> _The problem_
Could you output the entire listing without altering anything?

[Recorded data — start]

//! Extração de métricas de memória das linhas `[MEM]`.
//!
//! Formato emitido pelo firmware:
//!
//! ```text
//! [MEM] Free: 196344 bytes, Total: 226412 bytes, Min Free: 112620 bytes
//! ```
//!
//! O formato não tem colunas fixas, então qualquer texto entre os dois
//! campos é aceito.

use regex::Regex;
use std::sync::LazyLock;

static MEMORY_FIELDS: LazyLock<Regex> = LazyLock::new(|| {
    Regex::new(r"Free:\s*(\d+).*Total:\s*(\d+)").expect("regex de memória inválida")
});

/// Extrai `(free_bytes, total_bytes)` de uma linha de memória.
///
/// Retorna `None` se algum campo estiver ausente ou não couber em `u64`.
pub fn extract_memory(line: &str) -> Option<(u64, u64)> {
    let caps = MEMORY_FIELDS.captures(line)?;
    let free = caps.get(1)?.as_str().parse::<u64>().ok()?;
    let total = caps.get(2)?.as_str().parse::<u64>().ok()?;
    Some((free, total))
}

[Recorded data — finish]

> _Expected answer_
//! Extração de métricas de memória das linhas `[MEM]`.
//!
//! Formato emitido pelo firmware:
//!
//! ```text
//! [MEM] Free: 196344 bytes, Total: 226412 bytes, Min Free: 112620 bytes
//! ```
//!
//! O formato não tem colunas fixas, então qualquer texto entre os dois
//! campos é aceito.

use regex::Regex;
use std::sync::LazyLock;

static MEMORY_FIELDS: LazyLock<Regex> = LazyLock::new(|| {
    Regex::new(r"Free:\s*(\d+).*Total:\s*(\d+)").expect("regex de memória inválida")
});

/// Extrai `(free_bytes, total_bytes)` de uma linha de memória.
///
/// Retorna `None` se algum campo estiver ausente ou não couber em `u64`.
pub fn extract_memory(line: &str) -> Option<(u64, u64)> {
    let caps = MEMORY_FIELDS.captures(line)?;
    let free = caps.get(1)?.as_str().parse::<u64>().ok()?;
    let total = caps.get(2)?.as_str().parse::<u64>().ok()?;
    Some((free, total))
}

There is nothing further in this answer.